Again, these are things you can think about starting now, but once ESDN is fully functional and we begin open contributions more broadly, your council liaison will have information and resources for you to help get you step-by-step through the contribution process.
This is a question I get almost everywhere I go? How do we get ready to contribute to DPLA? What do we have to do?
As you can imagine, each institution and in fact each collection at each institution is unique. We really do look at each collection as it comes to us and we deal with data issues collection by collection. That said, here are some basic principles that if you can address some of these things now, it will make the whole processes much easier and may even increase the click backs you receive from the DPLA website after you contribute your data.
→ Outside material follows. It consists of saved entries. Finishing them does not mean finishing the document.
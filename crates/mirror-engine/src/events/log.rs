//! Bounded event log with cooldown and merge de-duplication.

use std::collections::{HashMap, VecDeque};

use mirror_models::{Event, EventKind, EventMeta};
use tracing::debug;

use crate::config::{EngineConfig, EventCooldowns};
use crate::metrics::{self, SuppressReason};

/// What happened to an append attempt.
#[derive(Debug, Clone, Copy, PartialEq, Eq)]
pub enum AppendOutcome {
    /// A new entry was logged
    Logged,
    /// A recent same-kind entry was flagged as extended instead
    Merged,
    /// Dropped; the kind fired too recently
    Cooldown,
}

/// Ordered event log.
///
/// Cooldowns are tracked per kind, so a START and its END never block each
/// other, while the interval itself is looked up by family.
#[derive(Debug, Clone)]
pub struct EventLog {
    entries: VecDeque<Event>,
    last_emitted: HashMap<EventKind, i64>,
    cooldowns: EventCooldowns,
    capacity: usize,
    merge_window_ms: i64,
    merge_lookback: usize,
}

impl EventLog {
    pub fn new(config: &EngineConfig) -> Self {
        Self {
            entries: VecDeque::with_capacity(config.event_log_capacity),
            last_emitted: HashMap::new(),
            cooldowns: config.cooldowns.clone(),
            capacity: config.event_log_capacity,
            merge_window_ms: config.event_merge_window_ms,
            merge_lookback: config.event_merge_lookback,
        }
    }

    fn on_cooldown(&self, kind: EventKind, now_ms: i64) -> bool {
        match (self.cooldowns.for_kind(kind), self.last_emitted.get(&kind)) {
            (Some(cooldown), Some(&last)) => now_ms - last < cooldown,
            _ => false,
        }
    }

    /// Append an event at `timestamp_ms`, subject to cooldown and merging.
    pub fn append(&mut self, kind: EventKind, timestamp_ms: i64, meta: EventMeta) -> AppendOutcome {
        if self.on_cooldown(kind, timestamp_ms) {
            debug!(kind = %kind, "Event dropped on cooldown");
            metrics::record_event_suppressed(kind, SuppressReason::Cooldown);
            return AppendOutcome::Cooldown;
        }

        if !kind.is_end() {
            let skip = self.entries.len().saturating_sub(self.merge_lookback);
            let window = self.merge_window_ms;
            if let Some(existing) = self
                .entries
                .iter_mut()
                .skip(skip)
                .find(|e| e.kind == kind && timestamp_ms - e.timestamp_ms < window)
            {
                existing.extended = true;
                debug!(kind = %kind, "Event merged into recent entry");
                metrics::record_event_suppressed(kind, SuppressReason::Merged);
                return AppendOutcome::Merged;
            }
        }

        self.last_emitted.insert(kind, timestamp_ms);
        self.entries.push_back(Event::new(kind, timestamp_ms, meta));
        while self.entries.len() > self.capacity {
            self.entries.pop_front();
        }
        metrics::record_event_emitted(kind);
        AppendOutcome::Logged
    }

    pub fn len(&self) -> usize {
        self.entries.len()
    }

    pub fn is_empty(&self) -> bool {
        self.entries.is_empty()
    }

    pub fn iter(&self) -> impl Iterator<Item = &Event> {
        self.entries.iter()
    }

    /// The most recent `n` entries, oldest first.
    pub fn recent(&self, n: usize) -> Vec<Event> {
        let skip = self.entries.len().saturating_sub(n);
        self.entries.iter().skip(skip).cloned().collect()
    }

    pub fn to_vec(&self) -> Vec<Event> {
        self.entries.iter().cloned().collect()
    }

    pub fn clear(&mut self) {
        self.entries.clear();
        self.last_emitted.clear();
    }
}

#[cfg(test)]
mod tests {
    use super::*;

    fn log() -> EventLog {
        EventLog::new(&EngineConfig::default())
    }

    #[test]
    fn test_cooldown_drops_repeat_start() {
        let mut log = log();
        assert_eq!(log.append(EventKind::FaceLostStart, 1_000, EventMeta::default()), AppendOutcome::Logged);
        assert_eq!(log.append(EventKind::FaceLostEnd, 1_500, EventMeta::default()), AppendOutcome::Logged);
        assert_eq!(log.append(EventKind::FaceLostStart, 2_500, EventMeta::default()), AppendOutcome::Cooldown);
        assert_eq!(log.append(EventKind::FaceLostStart, 4_000, EventMeta::default()), AppendOutcome::Logged);
        assert_eq!(log.len(), 3);
    }

    #[test]
    fn test_merge_within_window() {
        let mut log = log();
        log.append(EventKind::FocusStreakStart, 10_000, EventMeta::default());
        assert_eq!(log.append(EventKind::FocusStreakStart, 11_000, EventMeta::default()), AppendOutcome::Merged);
        assert_eq!(log.len(), 1);
        assert!(log.iter().next().is_some_and(|e| e.extended));

        assert_eq!(log.append(EventKind::FocusStreakStart, 11_600, EventMeta::default()), AppendOutcome::Logged);
    }

    #[test]
    fn test_end_events_never_merge() {
        let mut log = log();
        log.append(EventKind::DistractionEnd, 10_000, EventMeta::default());
        assert_eq!(log.append(EventKind::DistractionEnd, 10_200, EventMeta::default()), AppendOutcome::Logged);
        assert_eq!(log.len(), 2);
    }

    #[test]
    fn test_merge_only_checks_recent_entries() {
        let mut log = log();
        log.append(EventKind::CalibrationStart, 0, EventMeta::default());
        for i in 0..5 {
            log.append(EventKind::FocusStreakEnd, 100 + i, EventMeta::default());
        }
        assert_eq!(log.append(EventKind::CalibrationStart, 500, EventMeta::default()), AppendOutcome::Logged);
    }

    #[test]
    fn test_capacity_drops_oldest() {
        let config = EngineConfig {
            event_log_capacity: 3,
            ..Default::default()
        };
        let mut log = EventLog::new(&config);
        for i in 0..5 {
            log.append(EventKind::DistractionEnd, i * 10_000, EventMeta::default());
        }
        assert_eq!(log.len(), 3);
        assert_eq!(log.recent(1)[0].timestamp_ms, 40_000);
        assert_eq!(log.iter().next().map(|e| e.timestamp_ms), Some(20_000));
    }
}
This is to say – if you’ve been following standards in metadata creation, that is fantastic. It doesn’t so much matter to us if you’ve followed those standards correctly, as long as you’ve followed them consistently. So, if your cataloger or metadata specialist has entered all of your creator names in a title field and all of your titles in a creator field – that’s fine by us! Because we can programmatically translate that very consistent mistake into the necessary fields on our end. Where things get tricky for us is when half of your title fields contain creator data and the other half contain title data. Then we have no way to distinguish which is which.
Begin thinking and reading about what your records might look like outside of their local context. If someone finds an image titled “boy on dock” within a clearly marked photography collection from the Hudson River Valley Swimmers Memorial collection, that title is going to make a lot of sense. However, if someone finds this record in DPLA or a google search, the title “boy on dock” loses a bit of context and meaning. As we begin to see our cultural heritage in a larger shared context, we’re realizing that what makes sense locally doesn’t always translate when a record is standing on it’s own. That’s what shareable metadata is all about in a nut shell. Google shareable metadata for more.
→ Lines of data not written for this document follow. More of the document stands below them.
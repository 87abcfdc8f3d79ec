//! Shared data models for the Mirror analysis engine.
//!
//! This crate provides Serde-serializable types for:
//! - Calibration baselines and calibration status
//! - Context modes with their weight vectors and threshold modifiers
//! - Behavioral events and the per-second metrics history
//! - Driver statistics, session archetypes and daily reports
//! - Per-tick results handed to rendering and persistence collaborators

pub mod archetype;
pub mod baseline;
pub mod calibration;
pub mod context;
pub mod driver;
pub mod event;
pub mod reading;
pub mod report;
pub mod scores;
pub mod thresholds;
pub mod tick;

// Re-export common types
pub use archetype::SessionArchetype;
pub use baseline::Baseline;
pub use calibration::{CalibrationPhase, CalibrationPlan, CalibrationProgress, CalibrationStatus, PhaseStep};
pub use context::{
    ConfidenceWeights, ContextMode, ContextModeDescriptor, ContextModeParseError, ContextWeights,
    EnergyWeights, FocusWeights, ThresholdModifiers,
};
pub use driver::{Driver, DriverScores, DriverStats};
pub use event::{Event, EventKind, EventMeta, LookAwayType};
pub use reading::{Reading, SessionSummary};
pub use report::{EventSegment, MinuteBucket, Report, ReportSegments, ReportStats};
pub use scores::{MetricsSnapshot, ObservedMode, ObservedModeReading, Scores, SecondMetrics, SignalQuality};
pub use thresholds::{AutoTunedThresholds, BlinkRateBand, EarDropBand, GazeToleranceBand, HeadJitterBand};
pub use tick::TickResult;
This one is one where I might get a little bit on my high horse so please bear with me. There is a long standing practice in digital collections of adding a single rights statement for every item in every collection that an institution owns. Existing statements often says something along the lines of: “All rights reserved” Or “Written permission is required” Or something like that. Often – VERY often – those statements are inaccurate. For example, if an all rights reserved statement is attached to a photograph from the 1890s we believe pretty strongly that that statement is inaccurate because a photo from the 1890’s is in the public domain. So, we are definitely encouraging folks – and DPLA is encouraging folks - to take a look at the rights statements in your records. Reconsider usage rights and apply statements that are as accurate as humanly possible.
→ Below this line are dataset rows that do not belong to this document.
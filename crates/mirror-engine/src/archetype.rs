//! Session archetype classification.

use mirror_models::{DriverStats, SecondMetrics, SessionArchetype};

use crate::stats::mean;

/// Samples each half of the history needs before fatigue drift is considered.
const DRIFT_MIN_HALF: usize = 30;

/// Classify a session. Pure over the driver stats and per-second history;
/// rules are checked in order and the first match wins.
pub fn classify(stats: &DriverStats, history: &[SecondMetrics]) -> SessionArchetype {
    let focus_high = stats.focus_high_ratio();
    let focus_low = stats.focus_low_ratio();
    let distracted = stats.distraction_ratio();

    if stats.low_signal_ratio() > 0.3 {
        return SessionArchetype::LowSignal;
    }
    if focus_high > 0.6 && distracted < 0.1 {
        return SessionArchetype::LockedIn;
    }
    if distracted > 0.3 || focus_low > 0.4 {
        return SessionArchetype::DistractedSpiral;
    }
    if is_fatigue_drift(history) {
        return SessionArchetype::FatigueDrift;
    }
    if stats.jitter_ratio() > 0.3 && stats.energy_high_ratio() > 0.4 {
        return SessionArchetype::RestlessSprint;
    }
    if focus_high > 0.3 && focus_low > 0.2 {
        return SessionArchetype::ChoppyFocus;
    }
    SessionArchetype::SteadyState
}

fn is_fatigue_drift(history: &[SecondMetrics]) -> bool {
    let (first, second) = history.split_at(history.len() / 2);
    if first.len() < DRIFT_MIN_HALF || second.len() < DRIFT_MIN_HALF {
        return false;
    }
    let avg = |half: &[SecondMetrics]| mean(&half.iter().map(|m| m.energy as f64).collect::<Vec<_>>());
    avg(first) > 70.0 && avg(second) < 55.0
}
To be clear, for the time being we will take your records even if you don’t fix any of these issues – and we know that going back and doing clean-up projects like this is no small deal. So, please don’t have metadata shame! Don’t hold back contribution because your data currently has one or all of these issues. The beautiful thing about incremental harvesting is that any changes you make to your records over time will be reflected in DPLA going forward. Clean-up is often a long term process and making your valuable materials accessible is much more important than having perfect records.